Stay alert for fraud Medicare COVID-19 scams during this national emergency. Con artists like to take advantage of people when they’re distracted.
Unfortunately, scammers are using the COVID-19 pandemic to try to steal your Medicare Number, personal information, and money. And they’re using robocalls, social media posts, and emails to do it.
Remember, if anyone reaches out to get your Medicare Number or personal information in exchange for something, you can bet it’s a scam.
Be on the lookout, so you can stop scams before they happen. Here are recent Coronavirus scams to watch for:
- Robocalls offering you respiratory masks they’ll never send
- Social media posts fraudulently seeking donations for non-existent charities, or claiming to give you stimulus funds if you enter your bank account information
- Fake testing kits, cures, “immunity” pills, and offers for protective equipment
Visit Medicare.gov/fraud for more information and tips on preventing Medicare scams and fraud.
Con artists may try to get your Medicare Number or personal information so they can steal your identity and commit Medicare fraud. Medicare fraud results in higher health care costs and taxes for everyone.
Protect yourself from Medicare fraud. Guard your Medicare card like it’s a credit card. Remember:
- Medicare will never contact you for your Medicare Number or other personal information unless you’ve given them permission in advance.

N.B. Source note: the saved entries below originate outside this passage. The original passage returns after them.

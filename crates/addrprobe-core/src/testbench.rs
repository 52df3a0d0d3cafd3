//! Self-contained simulation: pipeline, watchdog and interconnect on one clock.

use crate::memory::WordMemory;
use crate::traffic::{TrafficChecker, TrafficWriter};
use crate::{
    new_adapter, ConfigError, EngineConfig, Interconnect, LatchedFault, Orchestrator, RunCounters,
    RunError, RunReport, SessionPlan, StageId, Termination, TraceEvent, TraceSink, Watchdog,
};

/// Drives one full pipeline pass to its termination.
///
/// Each [`Testbench::step`] is one clock: the orchestrator steps every stage,
/// scheduled corruptions land once writer-low ends, then the watchdog observes
/// the checker latches. The termination signal is asserted on exactly one step.
#[derive(Debug)]
pub struct Testbench {
    config: EngineConfig,
    plan: SessionPlan,
    orchestrator: Orchestrator,
    watchdog: Watchdog,
    interconnect: Interconnect,
    corruptions: Vec<(u64, u32)>,
    cycle: u64,
    termination: Option<Termination>,
}

impl Testbench {
    /// Validates `config` and builds the simulation.
    ///
    /// # Errors
    ///
    /// Returns the [`ConfigError`] that prevents the run from starting.
    pub fn new(config: &EngineConfig) -> Result<Self, ConfigError> {
        let plan = config.validate()?;

        let mut memory = WordMemory::new();
        for region in plan.regions() {
            memory.map(region)?;
        }
        let interconnect = Interconnect::new(memory, config.timing)
            .with_address_bits(config.interconnect_address_bits)?;

        let writer = |stage: StageId| {
            let adapter = new_adapter(
                config.discipline,
                stage.port(),
                plan.mode,
                config.quiescent_cycles,
            );
            TrafficWriter::new(stage, *plan.session(stage), adapter).with_verbose(config.verbose)
        };
        let checker = |stage: StageId| {
            let adapter = new_adapter(config.discipline, stage.port(), plan.mode, 0);
            TrafficChecker::new(stage, *plan.session(stage), adapter).with_verbose(config.verbose)
        };
        let orchestrator = Orchestrator::new(
            [writer(StageId::WriterHigh), writer(StageId::WriterLow)],
            [checker(StageId::CheckerHigh), checker(StageId::CheckerLow)],
        );

        log::debug!(
            "testbench: {} bus, {} addressing, {} transfers per session",
            config.discipline.name(),
            plan.mode.name(),
            plan.high.transfer_count()
        );

        Ok(Self {
            config: *config,
            plan,
            orchestrator,
            watchdog: Watchdog::new(config.watchdog_window, config.address_width)?,
            interconnect,
            corruptions: Vec::new(),
            cycle: 0,
            termination: None,
        })
    }

    /// Overwrites the word at `byte_address` with `value` after both writers
    /// finish and before the first checker starts.
    pub fn schedule_corruption(&mut self, byte_address: u64, value: u32) {
        self.corruptions.push((byte_address, value));
    }

    /// Advances one clock and returns the termination on the step it is asserted.
    ///
    /// Steps after termination do nothing.
    pub fn step(&mut self, sink: &mut dyn TraceSink) -> Option<Termination> {
        if self.termination.is_some() {
            return None;
        }
        self.cycle += 1;

        let completed = self.orchestrator.step(&mut self.interconnect, sink);
        if self.orchestrator.ended(StageId::WriterLow) {
            self.apply_corruptions();
        }

        let latches = self.orchestrator.checker_latches();
        let timed_out = self.watchdog.observe(self.cycle, &latches, sink);
        let termination = timed_out.or_else(|| {
            (completed && !self.watchdog.is_armed()).then_some(Termination::Completed)
        })?;

        self.termination = Some(termination);
        sink.on_event(TraceEvent::Terminated {
            cycle: self.cycle,
            termination,
        });
        Some(termination)
    }

    /// Steps until termination.
    ///
    /// # Errors
    ///
    /// Returns [`RunError::StepLimit`] when `step_limit` steps pass without
    /// termination.
    pub fn run(
        &mut self,
        step_limit: u64,
        sink: &mut dyn TraceSink,
    ) -> Result<RunReport, RunError> {
        while self.termination.is_none() {
            if self.cycle >= step_limit {
                return Err(RunError::StepLimit { limit: step_limit });
            }
            self.step(sink);
        }
        self.report().ok_or(RunError::StepLimit { limit: step_limit })
    }

    /// Report of the terminated run, or `None` while still running.
    #[must_use]
    pub fn report(&self) -> Option<RunReport> {
        let termination = self.termination?;
        let faults = self
            .orchestrator
            .checker_latches()
            .into_iter()
            .filter_map(|(stage, fault)| fault.map(|fault| LatchedFault { stage, fault }))
            .collect();
        Some(RunReport {
            termination,
            cycles: self.cycle,
            faults,
            counters: self.counters(),
        })
    }

    /// Activity counters so far.
    #[must_use]
    pub fn counters(&self) -> RunCounters {
        StageId::ORDER
            .into_iter()
            .map(|stage| {
                if stage.is_checker() {
                    let checker = self.orchestrator.checker(stage);
                    RunCounters {
                        reads: checker.reads(),
                        mismatches: checker.mismatches(),
                        ..RunCounters::default()
                    }
                } else {
                    RunCounters {
                        writes: self.orchestrator.writer(stage).writes(),
                        ..RunCounters::default()
                    }
                }
            })
            .fold(
                RunCounters {
                    cycles: self.cycle,
                    ..RunCounters::default()
                },
                RunCounters::merged,
            )
    }

    /// Steps simulated so far.
    #[must_use]
    pub const fn cycle(&self) -> u64 {
        self.cycle
    }

    /// Termination, once asserted.
    #[must_use]
    pub const fn termination(&self) -> Option<Termination> {
        self.termination
    }

    /// Configuration the testbench was built from.
    #[must_use]
    pub const fn config(&self) -> &EngineConfig {
        &self.config
    }

    /// Validated sessions.
    #[must_use]
    pub const fn plan(&self) -> &SessionPlan {
        &self.plan
    }

    /// Pipeline.
    #[must_use]
    pub const fn orchestrator(&self) -> &Orchestrator {
        &self.orchestrator
    }

    /// Watchdog.
    #[must_use]
    pub const fn watchdog(&self) -> &Watchdog {
        &self.watchdog
    }

    /// Interconnect and its memory.
    #[must_use]
    pub const fn interconnect(&self) -> &Interconnect {
        &self.interconnect
    }

    /// Interconnect, mutable for direct memory manipulation.
    pub fn interconnect_mut(&mut self) -> &mut Interconnect {
        &mut self.interconnect
    }

    fn apply_corruptions(&mut self) {
        for (byte_address, value) in self.corruptions.drain(..) {
            if self.interconnect.memory_mut().poke(byte_address, value) {
                log::info!("corrupted word at {byte_address:#x} with {value:#010x}");
            } else {
                log::warn!("corruption target {byte_address:#x} is not mapped");
            }
        }
    }
}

- Medicare will never call you to sell you anything.
- You may get calls from people promising you things if you give them a Medicare Number. Don’t do it.
- Medicare will never visit you at your home.
- Medicare can’t enroll you over the phone unless you called first.
Check regularly for Medicare billing fraud. Review your Medicare claims and Medicare Summary Notices for any services billed to your Medicare Number you don’t recognize.
Report anything suspicious to Medicare. If you suspect fraud, call 1-800-MEDICARE.